*THE TASK*. Note each line of the entries that includes "super". Then copy those lines.

*Collected data*.

::::

//! Assistant
//!
//! Entry point for a submitted chat message: read the selection, classify,
//! route, then run the chosen flow. Every failure ends up as a chat message;
//! nothing is returned to the host as an error.

use serde_json::{Map, Value};
use std::sync::Arc;
use tracing::{debug, info, warn};

use super::changeset::{ChangesetPreview, FieldChange, UndoHandle};
use super::policy::{self, LocalChange, Route};
use crate::error::{AiStage, AssistError};
use crate::events::{AssistEvent, EventBus};
use crate::guidance::{build_plan, GuidanceExecutor, GuidancePlan};
use crate::intent::{Intent, IntentClassifier};
use crate::services::{
    AiService, ChatSurface, DisabledAiService, GeneratedChanges, HostCapability, MessageKind,
    SelectedComponent, SnapshotService,
};

#[derive(Debug)]
pub enum DispatchOutcome {
    NoSelection,
    Guided {
        plan: GuidancePlan,
        /// Executor result, when an executor is attached
        executed: Option<bool>,
    },
    AppliedLocally {
        preview: ChangesetPreview,
        undo_offered: bool,
    },
    AppliedByAi {
        preview: ChangesetPreview,
        undo_offered: bool,
    },
    /// The user declined the proposed changeset
    Cancelled,
    /// The AI proposed no changes
    NothingToApply,
    Failed(AssistError),
}

pub struct Assistant {
    classifier: IntentClassifier,
    host: Arc<dyn HostCapability>,
    chat: Arc<dyn ChatSurface>,
    ai: Arc<dyn AiService>,
    snapshots: Option<Arc<dyn SnapshotService>>,
    executor: Option<Arc<GuidanceExecutor>>,
    events: EventBus,
}

impl Assistant {
    pub fn new(classifier: IntentClassifier, host: Arc<dyn HostCapability>, chat: Arc<dyn ChatSurface>) -> Self {
        Self {
            classifier,
            host,
            chat,
            ai: Arc::new(DisabledAiService),
            snapshots: None,
            executor: None,
            events: EventBus::new(),
        }
    }

    pub fn with_ai(mut self, ai: Arc<dyn AiService>) -> Self {
        self.ai = ai;
        self
    }

    pub fn with_snapshots(mut self, snapshots: Arc<dyn SnapshotService>) -> Self {
        self.snapshots = Some(snapshots);
        self
    }

    pub fn with_executor(mut self, executor: Arc<GuidanceExecutor>) -> Self {
        self.executor = Some(executor);
        self
    }

    pub fn with_events(mut self, events: EventBus) -> Self {
        self.events = events;
        self
    }

    pub fn events(&self) -> &EventBus {
        &self.events
    }

    /// Cancel running guidance whenever the host selection changes.
    pub fn track_selection(&self) {
        let executor = self.executor.clone();
        let events = self.events.clone();
        self.host.on_selection_changed(Box::new(move |selected: Option<&SelectedComponent>| {
            if let Some(executor) = &executor {
                executor.cleanup();
            }
            events.publish(AssistEvent::SelectionChanged { component_id: selected.map(|c| c.id.clone()) });
        }));
    }

    /// Classify against the current selection without acting on it.
    pub fn classify(&self, text: &str) -> Intent {
        let selected = self.host.selected_component();
        self.classifier
            .classify(text, selected.as_ref().map(|c| c.component_type.as_str()))
    }

    #[tracing::instrument(skip(self, text), fields(len = text.len()))]
    pub async fn handle(&self, text: &str) -> DispatchOutcome {
        let selected = self.host.selected_component();
        let intent = self
            .classifier
            .classify(text, selected.as_ref().map(|c| c.component_type.as_str()));

        self.events.publish(AssistEvent::IntentClassified {
            component_type: intent.component_type.clone(),
            action: intent.action,
            confidence: intent.confidence,
            top_field: intent.top_field().map(|f| f.field.field_name.clone()),
        });

        let route = policy::route(&intent, selected.is_some());
        info!("Routing {} request via {}", intent.action.as_str(), route.as_str());
        self.events.publish(AssistEvent::RouteChosen { route: route.as_str().to_string() });

        let Some(component) = selected else {
            return self.fail(AssistError::NoSelection);
        };

        match route {
            Route::NoSelection => self.fail(AssistError::NoSelection),
            Route::Guidance => self.guide(&intent).await,
            Route::LocalChange(change) => self.apply_local(&component, change).await,
            Route::AiEscalation => self.escalate(&component, text).await,
        }
    }

    fn fail(&self, err: AssistError) -> DispatchOutcome {
        self.chat.add_message(&err.user_message(), MessageKind::Error);
        match err {
            AssistError::NoSelection => DispatchOutcome::NoSelection,
            other => DispatchOutcome::Failed(other),
        }
    }

    async fn guide(&self, intent: &Intent) -> DispatchOutcome {
        let plan = build_plan(intent);
        if !plan.success {
            self.chat.add_message(&plan.message, MessageKind::Info);
            let err = match &intent.component_type {
                Some(component_type) => AssistError::NoMatch { component_type: component_type.clone() },
                None => AssistError::NoSelection,
            };
            return DispatchOutcome::Failed(err);
        }

        self.chat.add_message(&plan.message, MessageKind::Assistant);
        let executed = match &self.executor {
            Some(executor) => Some(executor.execute_plan(&plan.steps).await),
            None => None,
        };
        DispatchOutcome::Guided { plan, executed }
    }

    async fn apply_local(&self, component: &SelectedComponent, change: LocalChange) -> DispatchOutcome {
        let field = change.field;
        let preview = ChangesetPreview {
            component_id: component.id.clone(),
            component_type: component.component_type.clone(),
            changes: vec![FieldChange {
                field: field.field_name.clone(),
                label: field.label.clone(),
                old_value: component.data.get(&field.field_name).cloned(),
                new_value: Value::String(change.value),
            }],
            summary: None,
        };

        match self.apply(component, &preview, &format!("Before changing {}", field.label)).await {
            Ok(undo_offered) => {
                self.chat.add_message(
                    &format!("Updated **{}**.\n{}", field.label, preview.render()),
                    MessageKind::Success,
                );
                DispatchOutcome::AppliedLocally { preview, undo_offered }
            }
            Err(err) => self.fail(err),
        }
    }

    async fn escalate(&self, component: &SelectedComponent, text: &str) -> DispatchOutcome {
        self.chat.show_typing();
        let generated = self.ai_round_trip(component, text).await;
        self.chat.remove_typing();

        let generated = match generated {
            Ok(generated) => generated,
            Err(err) => return self.fail(err),
        };
        if generated.changes.is_empty() {
            self.chat.add_message("The AI didn't propose any changes for this request.", MessageKind::Info);
            return DispatchOutcome::NothingToApply;
        }

        let preview = self.preview_generated(component, generated);
        if !self.chat.confirm_changeset(&preview).await {
            self.chat.add_message("Changes discarded.", MessageKind::Info);
            return DispatchOutcome::Cancelled;
        }

        match self.apply(component, &preview, "Before AI edit").await {
            Ok(undo_offered) => {
                self.chat.add_message(
                    &format!("Applied {} change(s).", preview.changes.len()),
                    MessageKind::Success,
                );
                DispatchOutcome::AppliedByAi { preview, undo_offered }
            }
            Err(err) => self.fail(err),
        }
    }

    /// Analyze, generate, then validate. Validation transport errors are ignored.
    async fn ai_round_trip(&self, component: &SelectedComponent, text: &str) -> Result<GeneratedChanges, AssistError> {
        let analysis = self
            .ai
            .analyze(text, &component.component_type, &component.data)
            .await
            .map_err(|source| AssistError::AiStage { stage: AiStage::Analyze, source })?;

        let generated = self
            .ai
            .generate(&analysis, &component.component_type, &component.data)
            .await
            .map_err(|source| AssistError::AiStage { stage: AiStage::Generate, source })?;

        if generated.changes.is_empty() {
            return Ok(generated);
        }

        match self
            .ai
            .validate_changeset(&component.component_type, &generated.changes)
            .await
        {
            Ok(result) if !result.valid => return Err(AssistError::Validation(result.errors)),
            Ok(_) => {}
            Err(source) => warn!(
                "{}; applying unvalidated",
                AssistError::AiStage { stage: AiStage::Validate, source }
            ),
        }
        Ok(generated)
    }

    fn preview_generated(&self, component: &SelectedComponent, generated: GeneratedChanges) -> ChangesetPreview {
        let entry = self.classifier.index().get(&component.component_type);
        let changes = generated
            .changes
            .into_iter()
            .map(|change| {
                let label = change
                    .label
                    .clone()
                    .or_else(|| entry.and_then(|e| e.field(&change.field)).map(|f| f.label.clone()))
                    .unwrap_or_else(|| change.field.clone());
                FieldChange {
                    old_value: component.data.get(&change.field).cloned(),
                    field: change.field,
                    label,
                    new_value: change.new_value,
                }
            })
            .collect();

        ChangesetPreview {
            component_id: component.id.clone(),
            component_type: component.component_type.clone(),
            changes,
            summary: generated.summary,
        }
    }

    /// Snapshot (best effort), write to the host, offer undo. Ok(true) when undo was offered.
    async fn apply(
        &self,
        component: &SelectedComponent,
        preview: &ChangesetPreview,
        label: &str,
    ) -> Result<bool, AssistError> {
        let snapshot_id = self.save_snapshot(component, label).await;

        if !self.host.apply_field_changes(&component.id, &preview.field_changes()) {
            return Err(AssistError::ApplyFailed);
        }
        self.events.publish(AssistEvent::ChangeApplied {
            component_id: component.id.clone(),
            fields: preview.fields(),
        });

        let (Some(snapshots), Some(snapshot_id)) = (&self.snapshots, snapshot_id) else {
            debug!("No snapshot for {}, undo not offered", component.id);
            return Ok(false);
        };
        let undo = UndoHandle::new(
            snapshots.clone(),
            self.host.clone(),
            snapshot_id,
            component.id.clone(),
            preview.fields(),
        )
        .with_events(self.events.clone());
        self.chat.append_undo_button(undo);
        Ok(true)
    }

    async fn save_snapshot(&self, component: &SelectedComponent, label: &str) -> Option<String> {
        let snapshots = self.snapshots.as_ref()?;
        let data: &Map<String, Value> = &component.data;
        match snapshots
            .save_snapshot(&component.id, &component.component_type, data, label)
            .await
        {
            Ok(id) => Some(id),
            Err(e) => {
                warn!("{}; applying without undo", AssistError::from(e));
                None
            }
        }
    }
}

::::

*FINISHED TASK*.
use super::changeset::{ChangesetPreview, FieldChange, UndoHandle};
use super::policy::{self, LocalChange, Route};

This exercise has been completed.